*Supplied data*
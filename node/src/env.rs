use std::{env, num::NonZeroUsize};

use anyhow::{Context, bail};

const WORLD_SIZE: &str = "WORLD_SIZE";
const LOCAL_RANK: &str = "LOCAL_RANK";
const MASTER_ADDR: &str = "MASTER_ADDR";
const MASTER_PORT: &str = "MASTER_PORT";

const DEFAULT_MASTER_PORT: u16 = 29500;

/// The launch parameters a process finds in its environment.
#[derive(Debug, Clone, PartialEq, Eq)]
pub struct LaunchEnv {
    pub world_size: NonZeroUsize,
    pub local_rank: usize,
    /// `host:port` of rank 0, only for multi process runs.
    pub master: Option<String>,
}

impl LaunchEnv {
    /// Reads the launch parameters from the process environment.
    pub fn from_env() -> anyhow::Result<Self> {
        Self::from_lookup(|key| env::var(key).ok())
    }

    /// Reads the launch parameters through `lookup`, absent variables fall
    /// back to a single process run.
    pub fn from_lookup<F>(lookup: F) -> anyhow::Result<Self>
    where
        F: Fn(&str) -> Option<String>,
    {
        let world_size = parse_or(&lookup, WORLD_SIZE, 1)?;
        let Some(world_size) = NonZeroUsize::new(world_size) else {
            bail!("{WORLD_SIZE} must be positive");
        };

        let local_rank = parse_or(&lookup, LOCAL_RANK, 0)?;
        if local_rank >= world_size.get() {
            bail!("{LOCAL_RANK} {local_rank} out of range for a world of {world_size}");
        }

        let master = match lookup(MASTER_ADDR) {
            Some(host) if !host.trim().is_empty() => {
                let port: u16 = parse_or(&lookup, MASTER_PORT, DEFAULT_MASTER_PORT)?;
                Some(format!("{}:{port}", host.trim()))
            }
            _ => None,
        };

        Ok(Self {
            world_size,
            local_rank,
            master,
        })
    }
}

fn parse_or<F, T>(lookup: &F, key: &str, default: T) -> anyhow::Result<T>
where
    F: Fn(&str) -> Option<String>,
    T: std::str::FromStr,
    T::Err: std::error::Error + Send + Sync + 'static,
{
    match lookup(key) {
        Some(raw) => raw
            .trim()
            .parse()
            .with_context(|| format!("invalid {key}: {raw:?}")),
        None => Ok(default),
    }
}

*What this task involves*
Quote exactly the opening line of the material above and every line after it, up to and including the line that contains "in its environment.".

*Solution*
filename node/src/env.rs
use std::{env, num::NonZeroUsize};

use anyhow::{Context, bail};

const WORLD_SIZE: &str = "WORLD_SIZE";
const LOCAL_RANK: &str = "LOCAL_RANK";
const MASTER_ADDR: &str = "MASTER_ADDR";
const MASTER_PORT: &str = "MASTER_PORT";

const DEFAULT_MASTER_PORT: u16 = 29500;

/// The launch parameters a process finds in its environment.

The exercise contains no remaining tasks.